With one month left, and billions of dollars and congressional representation at stake, Washington cities, counties, tribes and community groups are launching an all-out effort to try to make sure every person in the state gets counted by the 2020 census, before counting is scheduled to stop at the end of September.

At the same time, there remains broad unease and anxiety — and a flurry of letters and litigation — over the Trump administration’s efforts to keep undocumented immigrants out of census counts and to stick to the original timeline for completing the census, despite months of delays in counting brought on by the COVID-19 pandemic.

More than 93% of Washington households have already been counted, according to the Census Bureau, the third-best rate of any state. The other 7% or so have until the end of the month to either fill out the form online at 2020census.gov, by phone at 844-330-2020 or connect with one of the thousands of door-knockers that the Census Bureau has sent to every corner of the state to track down non-responders.

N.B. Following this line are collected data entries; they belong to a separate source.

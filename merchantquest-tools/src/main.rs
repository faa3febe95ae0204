//! Operator console for MerchantQuest.
//!
//! Offline sandbox equivalents of the deployed admin scripts: steer oracle
//! trends through scenarios and narrative events, inspect the price board,
//! and walk the stuck-travel recovery protocol end to end.
use anyhow::{Context, Result, bail};
use chrono::Local;
use clap::{Parser, Subcommand};
use colored::Colorize;
use rand::SeedableRng;
use rand_chacha::ChaCha8Rng;
use std::time::{SystemTime, UNIX_EPOCH};

use merchantquest_game::{
    City, Commodity, GAME_EVENTS, GameEvent, MarketScenario, MerchantId, Recovery, SimulatedFeed,
    StatusWatcher, TradeSide, World, reconcile, travel_duration,
};

#[derive(Debug, Parser)]
#[command(name = "merchantquest-tools", version)]
#[command(about = "Operator console for the MerchantQuest core - oracle steering and travel diagnosis")]
struct Args {
    /// Seed for the simulated feed and randomized scenarios
    #[arg(long, default_value_t = 1337)]
    seed: u64,

    /// Enable external-feed blending (snapshots references and leaves
    /// fallback mode)
    #[arg(long)]
    blend: bool,

    #[command(subcommand)]
    command: Command,
}

#[derive(Debug, Subcommand)]
enum Command {
    /// Show the price board and per-commodity breakdowns
    Prices,
    /// Apply a market scenario and show prices before/after
    Scenario {
        /// Scenario key (see `list`)
        name: String,
    },
    /// Trigger a narrative event and show prices before/after
    Event {
        /// Event key (see `list`)
        name: String,
    },
    /// List available scenarios and events
    List,
    /// Walk the stuck-travel recovery protocol for a demo merchant
    Travel {
        /// Destination city index (0-3)
        to: usize,
    },
}

fn main() -> Result<()> {
    env_logger::init();
    let args = Args::parse();

    println!("{}", "MerchantQuest Operator Console".bright_cyan().bold());
    println!("{}", "================================".cyan());
    println!("session {}\n", Local::now().format("%Y-%m-%d %H:%M:%S"));

    let mut rng = ChaCha8Rng::seed_from_u64(args.seed);
    let mut world = build_world(&mut rng, args.blend)?;

    match args.command {
        Command::Prices => show_prices(&world),
        Command::Scenario { name } => apply_scenario(&mut world, &mut rng, &name)?,
        Command::Event { name } => apply_event(&mut world, &name)?,
        Command::List => list_catalog(),
        Command::Travel { to } => walk_travel(&mut world, to)?,
    }

    Ok(())
}

/// Build a sandbox world over the simulated feed, warmed up a few steps so
/// blended prices have something to drift from.
fn build_world(rng: &mut ChaCha8Rng, blend: bool) -> Result<World<SimulatedFeed>> {
    let mut world = World::new(SimulatedFeed::new());
    world.oracle_mut().feed_mut().advance(rng);

    if blend {
        world
            .oracle_mut()
            .update_reference_prices()
            .context("snapshotting reference prices")?;
        world.oracle_mut().set_fallback_mode(false);
        // Let the walk move so deltas are visible.
        for _ in 0..5 {
            world.oracle_mut().feed_mut().advance(rng);
        }
        println!("{}", "external-feed blending enabled".green());
    } else {
        println!("{}", "fallback pricing (no feed blending)".yellow());
    }
    println!();
    Ok(world)
}

fn unix_now() -> u64 {
    SystemTime::now()
        .duration_since(UNIX_EPOCH)
        .map_or(0, |elapsed| elapsed.as_secs())
}

fn show_prices(world: &World<SimulatedFeed>) {
    println!("{}", "Oracle prices".bold());
    for commodity in Commodity::ALL {
        let breakdown = world.oracle().breakdown_of(commodity);
        let mode = if breakdown.using_fallback {
            "fallback".yellow()
        } else {
            format!("feed {:+} bp", breakdown.feed_delta_bp).green()
        };
        println!(
            "  {:<8} {:>6} gold  (base {:>4}, trend {:>6} bp, {mode})",
            commodity.name(),
            breakdown.final_price,
            breakdown.base_price,
            breakdown.trend_bp,
        );
    }

    println!("\n{}", "City markets (buy/sell)".bold());
    for city in City::ALL {
        let (buys, sells) = world.all_city_prices(city);
        let pairs: Vec<String> = Commodity::ALL
            .iter()
            .map(|c| format!("{} {}/{}", c.name(), buys[c.index()], sells[c.index()]))
            .collect();
        println!("  {:<11} {}", city.name(), pairs.join("  "));
    }
}

fn apply_scenario(
    world: &mut World<SimulatedFeed>,
    rng: &mut ChaCha8Rng,
    name: &str,
) -> Result<()> {
    let Some(scenario) = MarketScenario::by_key(name) else {
        bail!(
            "unknown scenario '{name}' (available: {})",
            scenario_keys().join(", ")
        );
    };

    let before = world.oracle().get_all_prices();
    let trends = scenario.trends_bp(rng);
    world
        .oracle_mut()
        .update_oracle_trends(trends)
        .context("applying scenario trends")?;

    println!("applying scenario {}", name.bold());
    print_price_shift(&before, &world.oracle().get_all_prices());
    Ok(())
}

fn apply_event(world: &mut World<SimulatedFeed>, name: &str) -> Result<()> {
    let Some(event) = GameEvent::by_key(name) else {
        bail!(
            "unknown event '{name}' (available: {})",
            event_keys().join(", ")
        );
    };

    let before = world.oracle().get_all_prices();
    event
        .apply(world.oracle_mut())
        .context("triggering game event")?;

    println!("{}", event.name.bold());
    println!("  \"{}\"", event.description);
    print_price_shift(&before, &world.oracle().get_all_prices());
    Ok(())
}

fn print_price_shift(before: &[u64; 5], after: &[u64; 5]) {
    for commodity in Commodity::ALL {
        let index = commodity.index();
        let delta = after[index] as i64 - before[index] as i64;
        let delta_text = match delta {
            0 => "unchanged".dimmed(),
            d if d > 0 => format!("+{d}").green(),
            d => format!("{d}").red(),
        };
        println!(
            "  {:<8} {:>6} -> {:>6} gold  ({delta_text})",
            commodity.name(),
            before[index],
            after[index],
        );
    }
}

fn list_catalog() {
    println!("{}", "Market scenarios".bold());
    for scenario in MarketScenario::ALL {
        println!("  {}", scenario.key());
    }
    println!("\n{}", "Narrative events".bold());
    for event in GAME_EVENTS {
        println!("  {:<18} {}", event.key, event.name);
    }
}

/// Start a trip, then run the recovery protocol the way a reconnecting
/// client would: reconcile against authoritative status, wait out the
/// countdown on a simulated clock, and let a watcher heal the arrival.
fn walk_travel(world: &mut World<SimulatedFeed>, to: usize) -> Result<()> {
    let now = unix_now();
    let owner = "operator";
    let id = world
        .create_merchant(owner, "Diagnostic", now)
        .context("registering diagnostic merchant")?;

    let status = world
        .start_travel(owner, id, to, now)
        .context("starting travel")?;
    println!(
        "merchant {id} departed {} for {} ({}s)",
        status.from_city.name().bold(),
        status.to_city.name().bold(),
        status.time_remaining
    );

    // A fresh client reconnects mid-flight.
    report_recovery(world, id, now + 1)?;

    // The trip-starter never completes; fast-forward past arrival.
    let arrival = now + travel_duration(status.from_city, status.to_city);
    println!("\n-- simulated clock jumps past arrival --\n");
    report_recovery(world, id, arrival)?;

    let mut watcher = StatusWatcher::new(owner, id);
    let healed = watcher.poll(world, arrival).context("polling status")?;
    if healed.is_traveling {
        println!("{}", "travel still pending after poll".red());
    } else {
        println!(
            "{} merchant now at {}",
            "auto-heal complete:".green(),
            healed.to_city.name().bold()
        );
        let buy = world.city_price(healed.to_city, Commodity::Silk, TradeSide::Buy);
        let sell = world.city_price(healed.to_city, Commodity::Silk, TradeSide::Sell);
        println!(
            "local {} market: buy {buy} / sell {sell} gold",
            Commodity::Silk.name()
        );
    }
    Ok(())
}

fn report_recovery(world: &World<SimulatedFeed>, id: MerchantId, now: u64) -> Result<()> {
    let status = world.get_travel_status(id, now).context("reading status")?;
    match reconcile(None, id, &status) {
        Recovery::CompleteNow { destination } => {
            println!(
                "{} arrival at {} is due; complete immediately",
                "recovery:".green(),
                destination.name()
            );
        }
        Recovery::ResumeCountdown {
            destination,
            remaining,
        } => {
            println!(
                "{} {}s left to {}; resume countdown and schedule completion",
                "recovery:".yellow(),
                remaining,
                destination.name()
            );
        }
        Recovery::DiscardCache => {
            println!("{} stale cache entry dropped", "recovery:".yellow());
        }
        Recovery::Idle => println!("recovery: nothing to do"),
    }
    Ok(())
}

fn scenario_keys() -> Vec<&'static str> {
    MarketScenario::ALL.iter().map(|s| s.key()).collect()
}

fn event_keys() -> Vec<&'static str> {
    GAME_EVENTS.iter().map(|event| event.key).collect()
}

Washington gets about $17 billion a year from federal programs that use the once-every-10-years census to determine where funding should go. Everything from Medicaid to Pell Grants to community health centers to housing assistance to highway and transit money depends on the census to help determine how much is allocated.

King County has joined a federal lawsuit seeking to extend census deadlines — to allow counting to continue to the end of October and data processing to continue into 2021 — arguing the compressed timeline will “introduce several inaccuracies in the count, chief among them major undercounts of communities of color.”

A federal judge Thursday ordered the Trump administration to stop winding down census operations until a court hearing is held later this month over whether the count should keep going through October.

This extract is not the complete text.